My dad bought his daughter a £4,500 Renault Clio this week. He was at the hospital on Wednesday and was telling my uncle, who in turn told me…..I drove past his house yesterday and I saw the Black 54 (2004) reg car parked in his drive. As soon as I saw it, my blood was boiling. My reaction kinda surprised me…but then it kinda didn’t. I mean, she gets a car bought for her when she passed her driving test….my first car was my sisters old banger, and I had to get finance to get my Smartie…and my Dad didn’t even batter an eyelid when I told him I’d passed….not even ‘what are you gonna get for your first car’/ I just feel a bit put out….When I got to my Granny’s (which about 2 minutes later) I was still in a bit of a mood. The other day she told me that she would tell my Dad that I’d moved out on my own…I told her to do what she felt she had to…cos I wouldn’t have. So last night I asked her if she told him. She said yes. I asked her what he said and she was like, he just asked how long ago you moved. I was like, is that it? She said yeah….but you should have told him’ I was like seen, then she started going on about how our relationship should be better…..then she was like ‘if you heard that he was sick over at his house you wouldn’t go and see him’ I was like I dunno…the thing is my Granny would no doubt drag me there kicking and screaming!! I actually hate him….I would prefer if I never saw him again-instead I have to sit opposite him at my Grandad’s hospital bed!! Grrrr!!!

Moving on….this evening I’m out with the work people….we’re going to the theatre to see ‘Puppetry of the Penis’…as the title suggests it’s a show of men doing interesting things with their penis *ahem* not sure what to expect from the show….but I’ve heard that roller skates and burgers just two things that these men’s penises will be made into…..should be fun!!

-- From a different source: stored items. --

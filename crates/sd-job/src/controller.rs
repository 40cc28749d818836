//! File-backed [`JobController`] over a pluggable [`BatchSystem`].

use std::fs;
use std::path::{Path, PathBuf};
use std::sync::Arc;
use std::time::Duration;

use tracing::{debug, info, warn};

use crate::batch::BatchSystem;
use crate::output::output_file_name;
use crate::paths::OutputRoot;
use crate::record::{JOB_FILE, JobConfig, JobRecord, JobStatus, STATUS_FILE, StartState};
use crate::{JobBackend, JobController, JobError, JobResult};

#[derive(Clone)]
pub struct FileJobBackend {
    batch: Arc<dyn BatchSystem>,
    output_root: OutputRoot,
    poll_interval: Duration,
}

impl FileJobBackend {
    pub fn new(batch: Arc<dyn BatchSystem>, output_root: OutputRoot, poll_interval: Duration) -> Self {
        Self {
            batch,
            output_root,
            poll_interval,
        }
    }
}

impl JobBackend for FileJobBackend {
    type Job = FileJob;

    fn create(&self, run_dir: &Path) -> FileJob {
        FileJob {
            run_dir: run_dir.to_path_buf(),
            record: None,
            batch: Arc::clone(&self.batch),
            output_root: self.output_root.clone(),
            poll_interval: self.poll_interval,
        }
    }

    fn open(&self, run_dir: &Path) -> JobResult<FileJob> {
        let record = JobRecord::load(run_dir)?;
        let mut job = self.create(run_dir);
        job.record = Some(record);
        Ok(job)
    }

    fn output_root(&self) -> &OutputRoot {
        &self.output_root
    }
}

pub struct FileJob {
    run_dir: PathBuf,
    record: Option<JobRecord>,
    batch: Arc<dyn BatchSystem>,
    output_root: OutputRoot,
    poll_interval: Duration,
}

impl FileJob {
    fn record(&self) -> JobResult<&JobRecord> {
        self.record.as_ref().ok_or_else(|| JobError::NotConfigured {
            dir: self.run_dir.clone(),
        })
    }

    pub fn job_record(&self) -> Option<&JobRecord> {
        self.record.as_ref()
    }

    fn finished(&self) -> JobResult<(u32, f64)> {
        match self.status()? {
            JobStatus::Finished {
                achieved_years,
                achieved_tolerance,
                ..
            } => Ok((achieved_years, achieved_tolerance)),
            JobStatus::Failed { message } => Err(JobError::Failed {
                dir: self.run_dir.clone(),
                message,
            }),
            JobStatus::Submitted { .. } => Err(JobError::NotFinished {
                dir: self.run_dir.clone(),
            }),
        }
    }
}

fn mark_read_only(path: &Path) -> JobResult<()> {
    if !path.exists() {
        return Ok(());
    }
    let mut permissions = fs::metadata(path)?.permissions();
    permissions.set_readonly(true);
    fs::set_permissions(path, permissions)?;
    Ok(())
}

impl JobController for FileJob {
    fn run_dir(&self) -> &Path {
        &self.run_dir
    }

    fn configure(&mut self, config: JobConfig) -> JobResult<()> {
        fs::create_dir_all(&self.run_dir)?;
        let status_path = self.run_dir.join(STATUS_FILE);
        if status_path.exists() {
            fs::remove_file(&status_path)?;
        }
        let record = JobRecord::new(config)?;
        record.save(&self.run_dir)?;
        debug!(run_dir = %self.run_dir.display(), digest = %record.config_digest, "job configured");
        self.record = Some(record);
        Ok(())
    }

    fn start(&mut self) -> JobResult<()> {
        let run_dir = self.run_dir.clone();
        let record = self.record()?.clone();

        JobStatus::submitted_now().save(&run_dir)?;
        let batch_id = match self.batch.submit(&run_dir, &record) {
            Ok(id) => id,
            Err(e) => {
                // The batch layer never took the job, so nobody else will write its status.
                JobStatus::Failed {
                    message: e.to_string(),
                }
                .save(&run_dir)?;
                return Err(e);
            }
        };

        let mut record = record;
        record.submitted_at = Some(chrono::Utc::now().to_rfc3339());
        record.batch_id = Some(batch_id.clone());
        record.save(&run_dir)?;
        info!(run_dir = %run_dir.display(), %batch_id, years = record.config.years, "job started");
        self.record = Some(record);
        Ok(())
    }

    fn status(&self) -> JobResult<JobStatus> {
        JobStatus::load(&self.run_dir)?.ok_or_else(|| JobError::NotSubmitted {
            dir: self.run_dir.clone(),
        })
    }

    fn wait_until_finished(&mut self) -> JobResult<()> {
        self.record()?;
        debug!(run_dir = %self.run_dir.display(), "waiting for job");
        loop {
            match self.status()? {
                JobStatus::Finished { .. } => return Ok(()),
                JobStatus::Failed { message } => {
                    warn!(run_dir = %self.run_dir.display(), %message, "job failed");
                    return Err(JobError::Failed {
                        dir: self.run_dir.clone(),
                        message,
                    });
                }
                JobStatus::Submitted { .. } => std::thread::sleep(self.poll_interval),
            }
        }
    }

    fn config(&self) -> JobResult<&JobConfig> {
        Ok(&self.record()?.config)
    }

    fn achieved_years(&self) -> JobResult<u32> {
        Ok(self.finished()?.0)
    }

    fn achieved_tolerance(&self) -> JobResult<f64> {
        Ok(self.finished()?.1)
    }

    fn tracer_output_files(&self) -> JobResult<Vec<PathBuf>> {
        Ok(self
            .config()?
            .tracers
            .iter()
            .map(|tracer| self.run_dir.join(output_file_name(tracer)))
            .collect())
    }

    fn tracer_input_files(&self) -> JobResult<Vec<PathBuf>> {
        Ok(match &self.config()?.start {
            StartState::Constant { .. } => Vec::new(),
            StartState::Files { tracer_input_files } => tracer_input_files
                .iter()
                .map(|file| self.output_root.resolve(file))
                .collect(),
        })
    }

    fn predecessor(&self) -> JobResult<Option<PathBuf>> {
        Ok(self
            .config()?
            .predecessor
            .as_deref()
            .map(|p| self.output_root.resolve(p)))
    }

    fn set_read_only(&mut self, inputs: bool, outputs: bool) -> JobResult<()> {
        let current = self.record()?.read_only;
        if (!inputs || current.inputs) && (!outputs || current.outputs) {
            return Ok(());
        }
        let mut record = self.record()?.clone();
        record.read_only.inputs |= inputs;
        record.read_only.outputs |= outputs;
        record.save(&self.run_dir)?;

        if inputs {
            mark_read_only(&self.run_dir.join(JOB_FILE))?;
        }
        if outputs {
            for path in self.tracer_output_files()? {
                mark_read_only(&path)?;
            }
            mark_read_only(&self.run_dir.join(STATUS_FILE))?;
        }
        self.record = Some(record);
        Ok(())
    }
}
/// Remove the contents of a stale run directory. Failures are logged only.
fn purge(run_dir: &Path) {
    let entries = match fs::read_dir(run_dir) {
        Ok(entries) => entries,
        Err(e) if e.kind() == ErrorKind::NotFound => return,
        Err(e) => {
            warn!(run_dir = %run_dir.display(), error = %e, "cannot list stale derivative run");
            return;
        }
    };
    debug!(run_dir = %run_dir.display(), "removing stale derivative run");
    for entry in entries.flatten() {
        let path = entry.path();
        let removed = if path.is_dir() {
            fs::remove_dir_all(&path)
        } else {
            fs::remove_file(&path)
        };
        if let Err(e) = removed {
            warn!(path = %path.display(), error = %e, "cannot remove stale derivative output");
        }
    }
}

/// Move the parameter axes of `df` behind the value axis and cut the value
/// axis back into one array per tracer.
fn split_by_tracer(
    df: ArrayD<f64>,
    order: u8,
    tracers: &[String],
    shapes: &[Vec<usize>],
) -> DerivativeResult<IndexMap<String, ArrayD<f64>>> {
    let order = usize::from(order);
    let mut axes: Vec<usize> = (order..df.ndim()).collect();
    axes.extend(0..order);
    let df = df.permuted_axes(IxDyn(&axes));
    let parameter_axes = df.shape()[1..].to_vec();

    let total: usize = shapes.iter().map(|s| s.iter().product::<usize>()).sum();
    if total != df.len_of(Axis(0)) {
        return Err(DerivativeError::invalid(format!(
            "tracer values hold {total} entries, derivative has {}",
            df.len_of(Axis(0))
        )));
    }

    let mut result = IndexMap::with_capacity(tracers.len());
    let mut start = 0;
    for (tracer, shape) in tracers.iter().zip(shapes) {
        let len: usize = shape.iter().product();
        let block = df.slice_axis(Axis(0), Slice::from(start..start + len));
        let mut full_shape = shape.clone();
        full_shape.extend_from_slice(&parameter_axes);
        let array = ArrayD::from_shape_vec(IxDyn(&full_shape), block.iter().copied().collect())?;
        result.insert(tracer.clone(), array);
        start += len;
    }
    Ok(result)
}

#[cfg(test)]
mod tests {
    use super::*;

    fn tracers(names: &[&str]) -> Vec<String> {
        names.iter().map(|s| s.to_string()).collect()
    }

    #[test]
    fn gradient_is_split_with_parameter_axis_last() {
        // 2 parameters, tracer A with 2 values, tracer B with shape [1, 3].
        let df = ArrayD::from_shape_vec(
            IxDyn(&[2, 5]),
            vec![0.0, 1.0, 2.0, 3.0, 4.0, 10.0, 11.0, 12.0, 13.0, 14.0],
        )
        .unwrap();
        let split =
            split_by_tracer(df, 1, &tracers(&["A", "B"]), &[vec![2], vec![1, 3]]).unwrap();

        assert_eq!(split["A"].shape(), &[2, 2]);
        assert_eq!(split["A"][[1, 0]], 1.0);
        assert_eq!(split["A"][[1, 1]], 11.0);
        assert_eq!(split["B"].shape(), &[1, 3, 2]);
        assert_eq!(split["B"][[0, 2, 0]], 4.0);
        assert_eq!(split["B"][[0, 2, 1]], 14.0);
    }

    #[test]
    fn hessian_keeps_both_parameter_axes() {
        let df = ArrayD::from_shape_fn(IxDyn(&[2, 2, 3]), |ix| (ix[0] * 100 + ix[1] * 10 + ix[2]) as f64);
        let split = split_by_tracer(df, 2, &tracers(&["A"]), &[vec![3]]).unwrap();
        assert_eq!(split["A"].shape(), &[3, 2, 2]);
        assert_eq!(split["A"][[2, 1, 0]], 102.0);
    }

    #[test]
    fn mismatching_shapes_are_rejected() {
        let df = ArrayD::zeros(IxDyn(&[1, 4]));
        assert!(matches!(
            split_by_tracer(df, 1, &tracers(&["A"]), &[vec![3]]),
            Err(DerivativeError::InvalidValue { .. })
        ));
    }
}
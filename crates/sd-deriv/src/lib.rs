//! sd-deriv: finite difference derivatives of model output with respect to
//! the model parameters, computed from perturbed runs that continue a
//! finished spinup.

pub mod engine;
pub mod factor_id;
pub mod finite_diff;

use std::path::PathBuf;

pub use engine::{DerivativeEngine, DerivativeRequest, DerivativeSettings};
pub use factor_id::{BASE_FACTOR_ID, MAX_FACTOR_ID_PRECISION, factor_id};
pub use finite_diff::{Offsets, Stencil};

pub type DerivativeResult<T> = Result<T, DerivativeError>;

#[derive(thiserror::Error, Debug)]
pub enum DerivativeError {
    #[error("Spinup error: {0}")]
    Spinup(#[from] sd_spinup::SpinupError),

    #[error("Job error: {0}")]
    Job(#[from] sd_job::JobError),

    #[error("Trajectory error: {0}")]
    Trajectory(#[from] sd_trajectory::TrajectoryError),

    #[error("Array shape error: {0}")]
    Shape(#[from] ndarray::ShapeError),

    #[error("Invalid value: {0}")]
    Core(#[from] sd_core::CoreError),

    #[error("Invalid value: {reason}")]
    InvalidValue { reason: String },

    #[error("Derivative run integrity violated at {path}: {reason}")]
    Integrity { path: PathBuf, reason: String },
}

impl DerivativeError {
    pub(crate) fn invalid(reason: impl Into<String>) -> Self {
        Self::InvalidValue {
            reason: reason.into(),
        }
    }
}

Aight, I’m gone…..Have a good weekend!

Thursday, 11 October 2007

A Wha Di Raaaaaas!!!!

I just come off the phone with the Estate Agent. He’s asking me about the toilet and such. I told him that I grudgefully had to clean up the mess, and that the flusher appears to be working. I asked when they were coming to sort the cooker, but he wasn’t sure….something to mark in my book to chase up again next week. So then I say, so what did he say about using my toilet…..He said that he asked the landlord about it….and hear what the nasty lickle raas man said: ‘I left it cleaner THAN IT WAS BEFORE’ You did what?! I couldn’t believe my ears…so I’m laughing….I was like ‘seriously-is that what he said?’ The dude was like yep-that’s what he said…so I’m like so what’s he tryna say? Cos if how he left it was cleaner than it was before, than what does that say about the condition of the toilet BEFORE he dropped his kids off in it!! I was like the asshole-what’s his number?!?! Cos try know I’m ready to have a few words with ole dude…..I didn’t get the number (dammit), but I’m SETTING for that Landlord!! Even the estate agent was shocked by the response, cos obviously he knew what my reaction was when I moved in and the flat wasn’t cleaned-even though he swears up and down that he did….I told the Estate Agent that we (me and the Landlord) clearly have different standards of clean, and in my opinion, he lives like a frigging animal…..dyam feisty and out a order (as Granny would say)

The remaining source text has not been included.